AIM Engine is a Kubernetes operator that orchestrates the full lifecycle of AI inference workloads. It bridges the gap between model artifacts and production-ready inference endpoints by coordinating several Kubernetes-native components.

High-Level Architecture#

The diagram below shows the four layers of AIM Engine and how they connect. User Resources at the top are what you define — an AIMService, models, and configuration. The Operator in the middle reconciles these into Managed Resources: an InferenceService backed by KServe, an HTTPRoute for ingress, and a caching pipeline that pre-downloads model weights to persistent storage. At the bottom, the Infrastructure layer runs the actual workloads on AMD GPUs.

Solid arrows represent ownership or creation; dashed arrows represent configuration flow (e.g. a Service Template injecting runtime settings into the InferenceService, or cached weights being mounted into the serving pod).

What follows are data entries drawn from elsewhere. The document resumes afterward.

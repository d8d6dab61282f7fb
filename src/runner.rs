//! Build-run-log-remove sequencing for one staged workspace.
//!
//! The runner owns the per-attempt sequence and the first-success-wins
//! iteration over the candidate base images. Every failure along the way is
//! reported and collapsed into a boolean; the driver only ever sees
//! success/failure.

use std::path::Path;
use uuid::Uuid;

use crate::dockerfile;
use crate::engine::ContainerEngine;
use crate::workspace;

/// Inputs for one run, threaded through the calls as plain values.
pub struct RunSpec<'a> {
    /// Staged workspace the image is built from.
    pub workspace: &'a Path,
    /// User-chosen tag for the built image.
    pub image_tag: &'a str,
    /// Source file the image executes.
    pub entry_file: &'a str,
}

/// Try every candidate base image in order and stop at the first success.
///
/// Returns the winning base image, or `None` when every candidate failed.
pub async fn run_candidates(
    engine: &dyn ContainerEngine,
    spec: &RunSpec<'_>,
    candidates: &[String],
) -> Option<String> {
    for base_image in candidates {
        println!("Attempting build with {}...", base_image);
        if execute_attempt(engine, spec, base_image).await {
            return Some(base_image.clone());
        }
        println!("Attempt with {} failed.", base_image);
    }
    None
}

/// One build attempt against a single base image.
///
/// Sequence: validate the entry file, write the rendered Dockerfile into the
/// workspace, build the image, run it detached, print its logs, stop and
/// remove the container. Stop errors are logged and swallowed; removal errors
/// fail the attempt.
pub async fn execute_attempt(
    engine: &dyn ContainerEngine,
    spec: &RunSpec<'_>,
    base_image: &str,
) -> bool {
    if !workspace::has_entry_file(spec.workspace, spec.entry_file) {
        log::error!(
            "{} not found in workspace {}",
            spec.entry_file,
            spec.workspace.display()
        );
        return false;
    }

    let rendered = dockerfile::render(base_image, spec.entry_file);
    if let Err(e) = workspace::write_dockerfile(spec.workspace, &rendered) {
        log::error!("{:#}", e);
        return false;
    }

    if let Err(e) = engine.build_image(spec.workspace, spec.image_tag).await {
        log::error!("Build with {} failed: {}", base_image, e);
        return false;
    }

    let container_name = format!("pydock-{}", &Uuid::new_v4().to_string()[..8]);
    let container = match engine.run_container(spec.image_tag, &container_name).await {
        Ok(id) => id,
        Err(e) => {
            log::error!("Failed to run container: {}", e);
            return false;
        }
    };

    match engine.container_logs(&container).await {
        Ok(logs) => {
            println!("Container logs:\n{}", logs);
        }
        Err(e) => {
            log::error!("Failed to fetch container logs: {}", e);
            // Best effort, so the container does not linger running.
            let _ = engine.stop_container(&container).await;
            let _ = engine.remove_container(&container).await;
            return false;
        }
    }

    if let Err(e) = engine.stop_container(&container).await {
        log::warn!("Failed to stop container {}: {}", container, e);
    }
    if let Err(e) = engine.remove_container(&container).await {
        log::error!("Failed to remove container {}: {}", container, e);
        return false;
    }

    // The Dockerfile written for this attempt stays in the workspace, so the
    // successful render is persisted alongside the staged source.
    true
}
use anyhow::Result;
use clap::Parser;
use std::path::PathBuf;

use pydock::config::Config;
use pydock::driver;
use pydock::engine::DockerEngine;

#[derive(Parser)]
#[command(name = "pydock")]
#[command(about = "Run user-supplied Python code in Docker, retrying across interpreter versions")]
#[command(version)]
struct Cli {
    /// Path to a pydock.toml config file (defaults to ./pydock.toml if present)
    #[arg(short, long)]
    config: Option<PathBuf>,
}

#[tokio::main]
async fn main() -> Result<()> {
    env_logger::init();
    let cli = Cli::parse();

    let config = match cli.config {
        Some(path) => Config::from_file(&path)?,
        None => Config::discover()?,
    };

    let engine = DockerEngine::connect(config.container.stop_timeout_secs).await?;
    driver::run(&engine, &config).await
}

High-level architecture of AIM Engine

Component Overview#

Component

Purpose

Scope

AIMService

Primary resource for deploying inference endpoints

Namespace

AIMModel / AIMClusterModel

Maps model names to container images

Namespace / Cluster

AIMServiceTemplate / AIMClusterServiceTemplate

Defines runtime profiles (GPU, precision, optimization)

Namespace / Cluster

AIMRuntimeConfig / AIMClusterRuntimeConfig

Provides storage defaults, routing, and environment variables

Namespace / Cluster

AIMClusterModelSource

Discovers models automatically from container registries

Cluster

AIMArtifact

Manages model artifact downloads to persistent volumes

Namespace

Cluster vs Namespace Scoping#

Several CRDs have both a namespace-scoped and a cluster-scoped variant:

Namespace-Scoped

Cluster-Scoped

Purpose

AIMModel

AIMClusterModel

Model definitions

AIMServiceTemplate

AIMClusterServiceTemplate

Runtime profiles

AIMRuntimeConfig

AIMClusterRuntimeConfig

Storage, routing, and environment defaults

Cluster-scoped resources are shared across all namespaces. A cluster admin creates them to provide platform-wide defaults: a model catalog, validated runtime profiles, and shared configuration.

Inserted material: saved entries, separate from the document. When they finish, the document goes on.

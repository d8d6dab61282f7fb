//! Workspace staging for container builds.
//!
//! The workspace is the directory the image is built from. It is destroyed and
//! recreated at the start of every run, so nothing from a previous run can leak
//! into the next build. Staging either writes inline source as the entry file
//! or copies a whole user project directory into the workspace.

use anyhow::{Context, Result, bail};
use std::fs;
use std::path::Path;

/// Dependency manifest written (empty) into every fresh workspace.
pub const REQUIREMENTS_MANIFEST: &str = "requirements.txt";

/// Name of the generated Dockerfile inside the workspace.
pub const DOCKERFILE_NAME: &str = "Dockerfile";

/// Stage inline source code into a clean workspace.
///
/// The source is written as `entry_file`; an empty `requirements.txt` is
/// created alongside it.
pub fn stage_inline(workspace: &Path, source: &str, entry_file: &str) -> Result<()> {
    reset(workspace)?;
    fs::write(workspace.join(entry_file), source)
        .with_context(|| format!("Failed to write {} into workspace", entry_file))?;
    Ok(())
}

/// Stage an existing project directory into a clean workspace.
///
/// The user directory must not be the workspace itself, and must contain the
/// entry file. The whole directory tree is copied, subdirectories included.
pub fn stage_directory(workspace: &Path, user_dir: &Path, entry_file: &str) -> Result<()> {
    if !user_dir.is_dir() {
        bail!("The directory {} does not exist", user_dir.display());
    }
    if same_path(user_dir, workspace) {
        bail!("The project directory and the workspace cannot be the same path");
    }
    if !user_dir.join(entry_file).is_file() {
        bail!(
            "No {} found in {}. The project directory must contain the entry file",
            entry_file,
            user_dir.display()
        );
    }

    reset(workspace)?;
    copy_tree(user_dir, workspace)
        .with_context(|| format!("Failed to copy {} into workspace", user_dir.display()))?;
    Ok(())
}

/// Write a rendered Dockerfile into the workspace.
pub fn write_dockerfile(workspace: &Path, content: &str) -> Result<()> {
    fs::write(workspace.join(DOCKERFILE_NAME), content)
        .context("Failed to write Dockerfile into workspace")?;
    Ok(())
}

/// Check that the entry file is present in the workspace.
pub fn has_entry_file(workspace: &Path, entry_file: &str) -> bool {
    workspace.join(entry_file).is_file()
}

/// Delete any previous workspace, recreate it, and write the empty manifest.
fn reset(workspace: &Path) -> Result<()> {
    if workspace.exists() {
        fs::remove_dir_all(workspace)
            .with_context(|| format!("Failed to remove old workspace {}", workspace.display()))?;
    }
    fs::create_dir_all(workspace)
        .with_context(|| format!("Failed to create workspace {}", workspace.display()))?;

    // Every build installs from a manifest, even when the user supplied none.
    fs::write(workspace.join(REQUIREMENTS_MANIFEST), "")
        .context("Failed to create empty requirements.txt")?;
    log::debug!(
        "Workspace {} reset with empty {}",
        workspace.display(),
        REQUIREMENTS_MANIFEST
    );
    Ok(())
}

/// Compare two paths, resolving symlinks where possible.
fn same_path(a: &Path, b: &Path) -> bool {
    match (fs::canonicalize(a), fs::canonicalize(b)) {
        (Ok(a), Ok(b)) => a == b,
        _ => a == b,
    }
}

/// Recursively copy a directory tree into an existing destination directory.
fn copy_tree(src: &Path, dst: &Path) -> std::io::Result<()> {
    for entry in fs::read_dir(src)? {
        let entry = entry?;
        let dest_path = dst.join(entry.file_name());
        if entry.file_type()?.is_dir() {
            fs::create_dir_all(&dest_path)?;
            copy_tree(&entry.path(), &dest_path)?;
        } else {
            fs::copy(entry.path(), &dest_path)?;
        }
    }
    Ok(())
}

Namespace-scoped resources are visible only within their namespace. Teams create them for custom models, per-project overrides, or private configurations.

Resolution Order#

When an AIMService needs a model, template, or config, AIM Engine resolves the reference in this order:

  1. Namespace — look for the resource in the service’s namespace

  2. Cluster — if not found, fall back to the cluster-scoped variant

Namespace always wins. This lets teams override any cluster default by creating a namespace resource with the same name.

RuntimeConfig is special: if both namespace and cluster configs exist, they are merged rather than one replacing the other. Namespace values override cluster values for any fields that are set in both.

The resolution scope (Namespace, Cluster, or Merged) is recorded in the AIMService status so you can see which scope was used:

kubectl get aimservice <name> -o jsonpath='{.status.resolvedModel.scope}'

Integration Points#

KServe provides the underlying model serving runtime. AIM Engine creates and manages InferenceService resources, translating its high-level configuration into KServe-native specs.

Gateway API handles HTTP routing. When routing is enabled, AIM Engine creates HTTPRoute resources that expose inference endpoints through a configured Gateway.

Persistent Volumes back the caching system. Model artifacts are downloaded once to shared PVCs and reused across service replicas and restarts.

AMD GPUs are detected via node labels. The template selection algorithm filters candidates based on available GPU hardware in the cluster.